Testamentary Capacity and Banks v Goodfellow 1870

 

In 1870, a three-part test for Testamentary Capacity was laid down in what is now referred to as
Banks v Goodfellow (1870). 

It sets out that a Testator has capacity if:

  1. They understand the nature of making a Will and its effects;
  2. They understand the extent of the property of which they are disposing; and
  3. They are able to comprehend and appreciate the claims to which they ought to give effect and are not affected by any disorder of the mind that influences their will in disposing of their property.

Solicitors and Will writers therefore are duty-bound to ask certain pertinent questions of their clients when preparing Wills, so that they can satisfy themselves that the test has been met.

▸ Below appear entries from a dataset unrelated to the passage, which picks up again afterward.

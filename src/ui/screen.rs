use itertools::Itertools;
use ratatui::{
    buffer::Buffer,
    layout::{Alignment, Rect},
    style::{Color, Modifier, Style},
    text::{Line, Span},
    widgets::{Block, Borders, Clear, Paragraph, Widget},
};
use unicode_width::UnicodeWidthStr;

use crate::{
    game::{PhaseKind, Snapshot},
    session::MISS_LIMIT,
    stats::LifetimeStats,
    ui::{field_to_cell, render_centered, render_particles, to_color, Theme},
};

/// A UI Screen boundary: one per game phase
pub trait Screen {
    fn render(&self, snap: &Snapshot<'_>, theme: &Theme, area: Rect, buf: &mut Buffer);
}

pub struct MenuScreen;

impl Screen for MenuScreen {
    fn render(&self, snap: &Snapshot<'_>, theme: &Theme, area: Rect, buf: &mut Buffer) {
        let difficulties = snap
            .difficulties
            .iter()
            .map(|name| {
                if *name == snap.difficulty {
                    format!("[{name}]")
                } else {
                    name.to_string()
                }
            })
            .join("  ");

        let lines = vec![
            Line::styled(
                "LETTERFALL",
                theme.accent(Color::Yellow).add_modifier(Modifier::BOLD),
            ),
            Line::default(),
            Line::styled("SPACE - start", theme.text()),
            Line::styled("S - settings", theme.text()),
            Line::styled("T - statistics", theme.text()),
            Line::default(),
            Line::from(vec![
                Span::styled("Difficulty: ", theme.text()),
                Span::styled(difficulties, theme.accent(Color::Green)),
            ]),
            Line::styled("← → to change", theme.text().add_modifier(Modifier::DIM)),
        ];
        render_centered(lines, area.height / 4, area, buf);
    }
}

pub struct PlayingScreen;

impl Screen for PlayingScreen {
    fn render(&self, snap: &Snapshot<'_>, theme: &Theme, area: Rect, buf: &mut Buffer) {
        if snap.settings.particles_enabled {
            render_particles(snap.particles, snap.dims, area, buf);
        }

        for entity in snap.entities {
            let Some((x, y)) = field_to_cell(snap.dims, area, entity.x, entity.y) else {
                continue;
            };
            let mut style = Style::default().fg(to_color(entity.color));
            if snap.settings.letter_effects && entity.scale > 1.0 {
                style = style.add_modifier(Modifier::BOLD);
            }
            let mut glyph = [0u8; 4];
            if let Some(cell) = buf.cell_mut((x, y)) {
                cell.set_symbol(entity.character.encode_utf8(&mut glyph));
                cell.set_style(style);
            }
        }

        if let Some(stats) = snap.session {
            let hud = [
                (format!("Score: {}", stats.score), Color::White),
                (format!("Level: {}", stats.level), Color::Green),
                (format!("Combo: {}", stats.combo), Color::Blue),
                (format!("Max combo: {}", stats.max_combo), Color::Yellow),
                (format!("Accuracy: {}%", stats.accuracy), Color::White),
            ];
            for (row, (text, color)) in hud.into_iter().enumerate() {
                put_str(buf, area, area.x + 1, area.y + row as u16, &text, theme.accent(color));
            }

            let missed = format!("Missed: {}/{}", stats.missed, MISS_LIMIT);
            put_right(buf, area, area.y, &missed, theme.accent(Color::Red));
            put_right(buf, area, area.y + 1, snap.difficulty, theme.text());
        }
    }
}

pub struct PausedScreen;

impl Screen for PausedScreen {
    fn render(&self, snap: &Snapshot<'_>, theme: &Theme, area: Rect, buf: &mut Buffer) {
        PlayingScreen.render(snap, theme, area, buf);
        buf.set_style(area, Style::default().add_modifier(Modifier::DIM));

        let lines = vec![
            Line::styled("PAUSED", theme.accent(Color::Yellow).add_modifier(Modifier::BOLD)),
            Line::styled("SPACE - resume", theme.text()),
            Line::styled("Q - quit to menu", theme.text()),
        ];
        render_overlay(lines, theme, area, buf);
    }
}

pub struct GameOverScreen;

impl Screen for GameOverScreen {
    fn render(&self, snap: &Snapshot<'_>, theme: &Theme, area: Rect, buf: &mut Buffer) {
        let Some(stats) = snap.session else {
            return;
        };
        let lines = vec![
            Line::styled("GAME OVER", theme.accent(Color::Red).add_modifier(Modifier::BOLD)),
            Line::default(),
            Line::styled(format!("Final score: {}", stats.score), theme.text()),
            Line::styled(format!("Level: {}", stats.level), theme.accent(Color::Green)),
            Line::styled(format!("Max combo: {}", stats.max_combo), theme.accent(Color::Yellow)),
            Line::styled(format!("Accuracy: {}%", stats.accuracy), theme.text()),
            Line::default(),
            Line::styled("R - restart", theme.text()),
            Line::styled("Q - quit", theme.text()),
        ];
        render_centered(lines, area.height / 4, area, buf);
    }
}

pub struct SettingsScreen;

impl Screen for SettingsScreen {
    fn render(&self, snap: &Snapshot<'_>, theme: &Theme, area: Rect, buf: &mut Buffer) {
        let on_off = |flag: bool| if flag { "On" } else { "Off" };
        let settings = snap.settings;
        let rows = [
            ("1", "Sound", on_off(settings.sound_enabled)),
            ("2", "Particles", on_off(settings.particles_enabled)),
            ("3", "Theme", if settings.dark_mode { "Dark" } else { "Light" }),
            ("4", "Letter effects", on_off(settings.letter_effects)),
        ];

        let mut lines = vec![
            Line::styled("SETTINGS", theme.accent(Color::Yellow).add_modifier(Modifier::BOLD)),
            Line::default(),
        ];
        lines.extend(rows.into_iter().map(|(key, label, value)| {
            Line::from(vec![
                Span::styled(format!("{key}  {label}: "), theme.text()),
                Span::styled(value, theme.accent(Color::Green)),
            ])
        }));
        lines.push(Line::default());
        lines.push(Line::styled("ESC - back to menu", theme.text()));

        render_centered(lines, area.height / 4, area, buf);
    }
}

pub struct StatisticsScreen;

impl Screen for StatisticsScreen {
    fn render(&self, snap: &Snapshot<'_>, theme: &Theme, area: Rect, buf: &mut Buffer) {
        let Some(lifetime) = snap.lifetime else {
            return;
        };
        let mut lines = vec![
            Line::styled("STATISTICS", theme.accent(Color::Yellow).add_modifier(Modifier::BOLD)),
            Line::default(),
        ];
        lines.extend(statistics_lines(lifetime, &snap.difficulties).into_iter().map(
            |text| Line::styled(text, theme.text()),
        ));
        lines.push(Line::default());
        lines.push(Line::styled("ESC - back to menu", theme.text()));

        render_centered(lines, area.height / 6, area, buf);
    }
}

fn statistics_lines(lifetime: &LifetimeStats, difficulties: &[&str]) -> Vec<String> {
    let (hours, minutes) = lifetime.total_time_hm();
    let mut lines = vec![
        format!("Games played: {}", lifetime.total_games),
        format!("Time played: {hours}h {minutes}m"),
    ];
    lines.extend(
        difficulties
            .iter()
            .map(|name| format!("Best {name}: {}", lifetime.best_score(name))),
    );
    lines.push(format!("Average accuracy: {}%", lifetime.average_accuracy));
    lines.push(format!("Longest combo: {}", lifetime.longest_combo));
    lines.push(format!(
        "Last session: {}",
        lifetime.last_session.as_deref().unwrap_or("never")
    ));
    lines
}

/// Write `text` at (x, y) when the position is inside `area`.
fn put_str(buf: &mut Buffer, area: Rect, x: u16, y: u16, text: &str, style: Style) {
    if x >= area.right() || y >= area.bottom() {
        return;
    }
    buf.set_stringn(x, y, text, (area.right() - x) as usize, style);
}

fn put_right(buf: &mut Buffer, area: Rect, y: u16, text: &str, style: Style) {
    let width = text.width() as u16;
    let x = area.right().saturating_sub(width + 1).max(area.x);
    put_str(buf, area, x, y, text, style);
}

fn render_overlay(lines: Vec<Line<'_>>, theme: &Theme, area: Rect, buf: &mut Buffer) {
    let width = lines.iter().map(Line::width).max().unwrap_or(0) as u16 + 6;
    let height = lines.len() as u16 + 2;
    let popup = Rect {
        x: area.x + area.width.saturating_sub(width) / 2,
        y: area.y + area.height.saturating_sub(height) / 2,
        width,
        height,
    }
    .intersection(area);

    Clear.render(popup, buf);
    Paragraph::new(lines)
        .alignment(Alignment::Center)
        .style(theme.base())
        .block(Block::default().borders(Borders::ALL).style(theme.base()))
        .render(popup, buf);
}

/// Helper to construct the screen for the current phase
pub fn current_screen(phase: PhaseKind) -> Box<dyn Screen> {
    match phase {
        PhaseKind::Menu => Box::new(MenuScreen),
        PhaseKind::Playing => Box::new(PlayingScreen),
        PhaseKind::Paused => Box::new(PausedScreen),
        PhaseKind::GameOver => Box::new(GameOverScreen),
        PhaseKind::Settings => Box::new(SettingsScreen),
        PhaseKind::Statistics => Box::new(StatisticsScreen),
    }
}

If in any way the test has not been met, then after the Testators death, the Will could easily be challenged under the claim that full Testamentary Capacity was not established.

In order to satisfy these conditions, our Advisor will need to establish the following:

  1. Your name and full personal details including date of birth, etc.
  2. The makeup of your immediate family – even if certain members are going to be excluded from the Will.
  3. A broad understanding of your estate notated in the form of a Statement of Assets
  4. What gifts are being given, to whom and under what circumstances.
  5. Questions regarding your current state of health and any medication that you may be taking, if relevant to establishing coherence of thought.

Once Testamentary Capacity has been established, this may be clearly noted as such, at the very beginning of your Will.

Because we keep very accurate attendance notes and records of all of our conversations with you, we are 100% confident that once a Will produced by ourselves is signed and witnessed, it is from then on completely robust and steadfast against any potential claim of insufficient mental capacity, assuming all the information required to establish said capacity has been forthcoming.